Je ne vois pas l’étoile, mais je sais qu’elle me regarde, et cela me suffît.

Voilà ce que je suis. Aimez-moi.

Continuons. Faisons notre tâche ; vous de votre côté, moi du mien ; vous parmi les flots, moi parmi les hommes. Travaillons aux sauvetages. Oui, accomplissons notre fonction qui est une tutelle ; veillons et surveillons, ne laissons se perdre aucun signal de détresse, tendons la main à tous ceux qui s’enfoncent, soyons les vigies du sombre espace, ne permettons pas que ce qui doit disparaître revienne, regardons fuir dans les ténèbres, vous le vaisseau-fantôme, moi le passé. Prouvons que le chaos est navigable. Les surfaces sont diverses, et les agitations sont innombrables, mais il n’y a qu’un fond, qui est Dieu. Ce fond, je le touche, moi qui vous parle. Il s’appelle la vérité et la justice. Qui tombe pour le droit tombe dans le vrai. Ayons cette sécurité. Vous suivez la boussole, je suis la conscience.
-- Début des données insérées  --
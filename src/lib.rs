//! This crate provides an interface for the SM72445 photovoltaic MPPT
//! controller.
//!
//! It supports `no-std` environments by use of the `no-std` feature flag.
//!
//! The MPPT algorithm itself runs in hardware on the chip; what the bus
//! exposes is a small register file of ADC telemetry and an override
//! configuration register. This crate models that register file: structural
//! views of each register, conversions between raw ADC codes and real volts
//! and amps, an interpreted configuration snapshot, and a builder for
//! composing new configuration values.
//!
//! Physical transfers are delegated to a user-supplied [`bus::Bus`]
//! implementation keyed by device and memory address. Bus failures surface
//! as `None` from every dependent operation.
//!
//! ```
//! use sm72445::bus::Bus;
//! use sm72445::config::DeadTime;
//! use sm72445::conversion::Gains;
//! use sm72445::mppt::Sm72445;
//! use sm72445::registers::{DeviceAddress, MemoryAddress};
//!
//! struct LoopbackBus(u64);
//!
//! impl Bus for LoopbackBus {
//!     fn read(&mut self, _: DeviceAddress, _: MemoryAddress) -> Option<u64> {
//!         Some(self.0)
//!     }
//!     fn write(&mut self, _: DeviceAddress, _: MemoryAddress, value: u64) -> Option<u64> {
//!         self.0 = value;
//!         Some(value)
//!     }
//! }
//!
//! let gains = Gains::new(0.1, 0.2, 0.3, 0.4, Gains::DEFAULT_VDDA).unwrap();
//! let mut mppt = Sm72445::new(LoopbackBus(0), DeviceAddress::Addr001, gains);
//!
//! let raw = mppt
//!     .config_builder()
//!     .set_output_voltage_max(14.4)
//!     .set_dead_time_off(DeadTime::Three)
//!     .build();
//! mppt.write_config(raw).unwrap();
//! ```

#![cfg_attr(feature = "no-std", no_std)]

pub mod bus;
pub mod config;
pub mod conversion;
pub mod error;
pub mod mppt;
pub mod registers;

#[cfg(test)]
mod mock_i2c;
//! This module defines the SM72445 register map: memory and device addresses,
//! the enum keys used to index multi-field registers, and the structural views
//! of each 64-bit register value.
//!
//! Every view decodes from and re-encodes to a plain `u64` with explicit
//! shift/mask pairs so the bit layout never depends on struct layout.

use strum_macros::EnumIter;

/// Memory address of each SM72445 register.
///
/// Registers begin at 0xE0 and are offset by the register number, e.g.
/// reg1 = 0xE1, reg3 = 0xE3. This is not clearly stated in the datasheet.
#[derive(Debug, Copy, Clone, PartialEq, Eq, EnumIter)]
#[repr(u8)]
pub enum MemoryAddress {
    /// __R__ - Analogue channel configuration ADC results.
    Reg0 = 0xE0,
    /// __R__ - Voltage and current input/output measurements.
    Reg1 = 0xE1,
    /// __R/W__ - Override configuration.
    Reg3 = 0xE3,
    /// __R/W__ - Voltage and current input/output ADC offsets.
    Reg4 = 0xE4,
    /// __R/W__ - Current input/output high/low MPPT thresholds.
    Reg5 = 0xE5,
}

impl From<MemoryAddress> for u8 {
    fn from(value: MemoryAddress) -> Self {
        value as u8
    }
}

/// Device address of the SM72445 on the bus, set by the ADDR pin divider.
///
/// Address 000 is not supported by the part. Values should be left shifted
/// by 1 and the R/W bit appended by the bus implementation.
#[derive(Debug, Copy, Clone, PartialEq, Eq)]
#[repr(u8)]
pub enum DeviceAddress {
    Addr001 = 0x1,
    Addr010 = 0x2,
    Addr011 = 0x3,
    Addr100 = 0x4,
    Addr101 = 0x5,
    Addr110 = 0x6,
    Addr111 = 0x7,
}

impl From<DeviceAddress> for u8 {
    fn from(value: DeviceAddress) -> Self {
        value as u8
    }
}

/// Analogue configuration channels, named for the pins they sample.
#[derive(Debug, Copy, Clone, PartialEq, Eq, EnumIter)]
#[repr(u8)]
pub enum AnalogueChannel {
    Ch0 = 0x0,
    Ch2 = 0x1,
    Ch4 = 0x2,
    Ch6 = 0x3,
}

/// The four core electrical properties measured and offset-corrected by the
/// SM72445.
#[derive(Debug, Copy, Clone, PartialEq, Eq, EnumIter)]
#[repr(u8)]
pub enum ElectricalProperty {
    CurrentIn = 0x0,
    VoltageIn = 0x1,
    CurrentOut = 0x2,
    VoltageOut = 0x3,
}

/// MPPT current hysteresis thresholds.
#[derive(Debug, Copy, Clone, PartialEq, Eq, EnumIter)]
#[repr(u8)]
pub enum CurrentThreshold {
    CurrentOutLow = 0x0,
    CurrentOutHigh = 0x1,
    CurrentInLow = 0x2,
    CurrentInHigh = 0x3,
}

/// Structural view of reg0: the ADC results for the four analogue
/// configuration channels, 10 bits each.
#[derive(Debug, Default, Copy, Clone, PartialEq, Eq)]
pub struct AnalogueChannelRegister {
    pub adc0: u16,
    pub adc2: u16,
    pub adc4: u16,
    pub adc6: u16,
}

impl AnalogueChannelRegister {
    /// Union of the bits this register owns.
    pub const USED_BITS: u64 = 0xFF_FFFF_FFFF;

    pub const fn from_raw(raw: u64) -> Self {
        Self {
            adc0: (raw & 0x3FF) as u16,
            adc2: ((raw >> 10) & 0x3FF) as u16,
            adc4: ((raw >> 20) & 0x3FF) as u16,
            adc6: ((raw >> 30) & 0x3FF) as u16,
        }
    }

    pub const fn to_raw(&self) -> u64 {
        (self.adc0 as u64 & 0x3FF)
            | (self.adc2 as u64 & 0x3FF) << 10
            | (self.adc4 as u64 & 0x3FF) << 20
            | (self.adc6 as u64 & 0x3FF) << 30
    }

    /// ADC result for one analogue configuration channel.
    pub const fn channel(&self, channel: AnalogueChannel) -> u16 {
        match channel {
            AnalogueChannel::Ch0 => self.adc0,
            AnalogueChannel::Ch2 => self.adc2,
            AnalogueChannel::Ch4 => self.adc4,
            AnalogueChannel::Ch6 => self.adc6,
        }
    }
}

/// Structural view of reg1: the electrical measurement ADC results, 10 bits
/// each. Read-only on the device.
#[derive(Debug, Default, Copy, Clone, PartialEq, Eq)]
pub struct MeasurementRegister {
    pub i_in: u16,
    pub v_in: u16,
    pub i_out: u16,
    pub v_out: u16,
}

impl MeasurementRegister {
    pub const USED_BITS: u64 = 0xFF_FFFF_FFFF;

    pub const fn from_raw(raw: u64) -> Self {
        Self {
            i_in: (raw & 0x3FF) as u16,
            v_in: ((raw >> 10) & 0x3FF) as u16,
            i_out: ((raw >> 20) & 0x3FF) as u16,
            v_out: ((raw >> 30) & 0x3FF) as u16,
        }
    }

    pub const fn to_raw(&self) -> u64 {
        (self.i_in as u64 & 0x3FF)
            | (self.v_in as u64 & 0x3FF) << 10
            | (self.i_out as u64 & 0x3FF) << 20
            | (self.v_out as u64 & 0x3FF) << 30
    }

    /// ADC result for one electrical property.
    pub const fn property(&self, property: ElectricalProperty) -> u16 {
        match property {
            ElectricalProperty::CurrentIn => self.i_in,
            ElectricalProperty::VoltageIn => self.v_in,
            ElectricalProperty::CurrentOut => self.i_out,
            ElectricalProperty::VoltageOut => self.v_out,
        }
    }
}

/// Structural view of reg3, the override configuration register.
///
/// The open loop duty cycle field is factory/test territory and is not
/// exposed for mutation; it is carried through decode and encode verbatim.
#[derive(Debug, Copy, Clone, PartialEq, Eq)]
pub struct ConfigRegister {
    /// ADC programming override enable.
    pub override_adc_programming: bool,
    /// 3-bit mode-select code multiplexing frequency and panel mode.
    /// Reference SM72445 datasheet Table 1.
    pub a2_override: u8,
    /// Override maximum output current, 10-bit ADC threshold.
    pub i_out_max: u16,
    /// Override maximum output voltage, 10-bit ADC threshold.
    pub v_out_max: u16,
    /// Dead time off, 3-bit code.
    pub td_off: u8,
    /// Dead time on, 3-bit code.
    pub td_on: u8,
    /// Open loop duty cycle. Testing only.
    dc_open: u16,
    /// Override enable for bus control of panel mode.
    pub panel_mode_override_enable: bool,
    /// Panel mode override value.
    pub panel_mode_override: bool,
    /// Soft reset.
    pub soft_reset: bool,
    /// Enable PLL clock output on pin 5.
    pub clock_output_enable: bool,
    /// Enable open loop operation. Note the part requires a separate enable
    /// sequence before this bit takes effect.
    pub open_loop_operation: bool,
}

impl ConfigRegister {
    /// Union of the bits this register owns.
    pub const USED_BITS: u64 = (1 << 46)
        | (0x7 << 40)
        | (0x3FF << 30)
        | (0x3FF << 20)
        | (0x7 << 17)
        | (0x7 << 14)
        | (0x1FF << 5)
        | 0x1F;

    /// Reserved bit the datasheet requires to read back as 1. The part
    /// misbehaves if it is written clear, so encoding always sets it.
    pub const RESERVED_BITS: u64 = 1 << 43;

    pub const fn from_raw(raw: u64) -> Self {
        Self {
            override_adc_programming: (raw >> 46) & 0x1 != 0,
            a2_override: ((raw >> 40) & 0x7) as u8,
            i_out_max: ((raw >> 30) & 0x3FF) as u16,
            v_out_max: ((raw >> 20) & 0x3FF) as u16,
            td_off: ((raw >> 17) & 0x7) as u8,
            td_on: ((raw >> 14) & 0x7) as u8,
            dc_open: ((raw >> 5) & 0x1FF) as u16,
            panel_mode_override_enable: (raw >> 4) & 0x1 != 0,
            panel_mode_override: (raw >> 3) & 0x1 != 0,
            soft_reset: (raw >> 2) & 0x1 != 0,
            clock_output_enable: (raw >> 1) & 0x1 != 0,
            open_loop_operation: raw & 0x1 != 0,
        }
    }

    pub const fn to_raw(&self) -> u64 {
        (self.override_adc_programming as u64) << 46
            | Self::RESERVED_BITS
            | (self.a2_override as u64 & 0x7) << 40
            | (self.i_out_max as u64 & 0x3FF) << 30
            | (self.v_out_max as u64 & 0x3FF) << 20
            | (self.td_off as u64 & 0x7) << 17
            | (self.td_on as u64 & 0x7) << 14
            | (self.dc_open as u64 & 0x1FF) << 5
            | (self.panel_mode_override_enable as u64) << 4
            | (self.panel_mode_override as u64) << 3
            | (self.soft_reset as u64) << 2
            | (self.clock_output_enable as u64) << 1
            | self.open_loop_operation as u64
    }

    /// The open loop duty cycle as currently latched.
    pub const fn open_loop_duty_cycle(&self) -> u16 {
        self.dc_open
    }
}

/// Power-on reset values per the datasheet register table.
impl Default for ConfigRegister {
    fn default() -> Self {
        Self {
            override_adc_programming: false,
            a2_override: 0x0,
            i_out_max: 0x3FF,
            v_out_max: 0x3FF,
            td_off: 0x3,
            td_on: 0x3,
            dc_open: 0xFF,
            panel_mode_override_enable: false,
            panel_mode_override: false,
            soft_reset: false,
            clock_output_enable: false,
            open_loop_operation: false,
        }
    }
}

/// Structural view of reg4: the ADC zero-offset corrections, 8 bits per
/// electrical property.
#[derive(Debug, Default, Copy, Clone, PartialEq, Eq)]
pub struct OffsetRegister {
    pub i_in_offset: u8,
    pub v_in_offset: u8,
    pub i_out_offset: u8,
    pub v_out_offset: u8,
}

impl OffsetRegister {
    pub const USED_BITS: u64 = 0xFFFF_FFFF;

    pub const fn from_raw(raw: u64) -> Self {
        Self {
            i_in_offset: (raw & 0xFF) as u8,
            v_in_offset: ((raw >> 8) & 0xFF) as u8,
            i_out_offset: ((raw >> 16) & 0xFF) as u8,
            v_out_offset: ((raw >> 24) & 0xFF) as u8,
        }
    }

    pub const fn to_raw(&self) -> u64 {
        (self.i_in_offset as u64)
            | (self.v_in_offset as u64) << 8
            | (self.i_out_offset as u64) << 16
            | (self.v_out_offset as u64) << 24
    }

    /// Offset code for one electrical property.
    pub const fn property(&self, property: ElectricalProperty) -> u8 {
        match property {
            ElectricalProperty::CurrentIn => self.i_in_offset,
            ElectricalProperty::VoltageIn => self.v_in_offset,
            ElectricalProperty::CurrentOut => self.i_out_offset,
            ElectricalProperty::VoltageOut => self.v_out_offset,
        }
    }
}

/// Structural view of reg5: the MPPT current hysteresis thresholds, 10 bits
/// each.
#[derive(Debug, Default, Copy, Clone, PartialEq, Eq)]
pub struct ThresholdRegister {
    pub i_out_low: u16,
    pub i_out_high: u16,
    pub i_in_low: u16,
    pub i_in_high: u16,
}

impl ThresholdRegister {
    pub const USED_BITS: u64 = 0xFF_FFFF_FFFF;

    pub const fn from_raw(raw: u64) -> Self {
        Self {
            i_out_low: (raw & 0x3FF) as u16,
            i_out_high: ((raw >> 10) & 0x3FF) as u16,
            i_in_low: ((raw >> 20) & 0x3FF) as u16,
            i_in_high: ((raw >> 30) & 0x3FF) as u16,
        }
    }

    pub const fn to_raw(&self) -> u64 {
        (self.i_out_low as u64 & 0x3FF)
            | (self.i_out_high as u64 & 0x3FF) << 10
            | (self.i_in_low as u64 & 0x3FF) << 20
            | (self.i_in_high as u64 & 0x3FF) << 30
    }

    /// ADC threshold code for one hysteresis bound.
    pub const fn threshold(&self, threshold: CurrentThreshold) -> u16 {
        match threshold {
            CurrentThreshold::CurrentOutLow => self.i_out_low,
            CurrentThreshold::CurrentOutHigh => self.i_out_high,
            CurrentThreshold::CurrentInLow => self.i_in_low,
            CurrentThreshold::CurrentInHigh => self.i_in_high,
        }
    }
}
Ô intrépides lutteurs, mes frères, ayons foi, vous dans l’onde, moi dans la destinée. Où sera la certitude si ce n’est dans cette mobilité soumise au niveau ? Votre devoir est identique au mien. Combattons, recommençons, persévérons, avec cette pensée que la haute mer se prolonge au delà de la vue humaine, que, même hors de la vie, l’immense navigation continue, et qu’un jour nous constaterons la ressemblance de l’océan où sont les vagues avec la tombe où sont les âmes. Une vague qui pense, c’est l’âme humaine.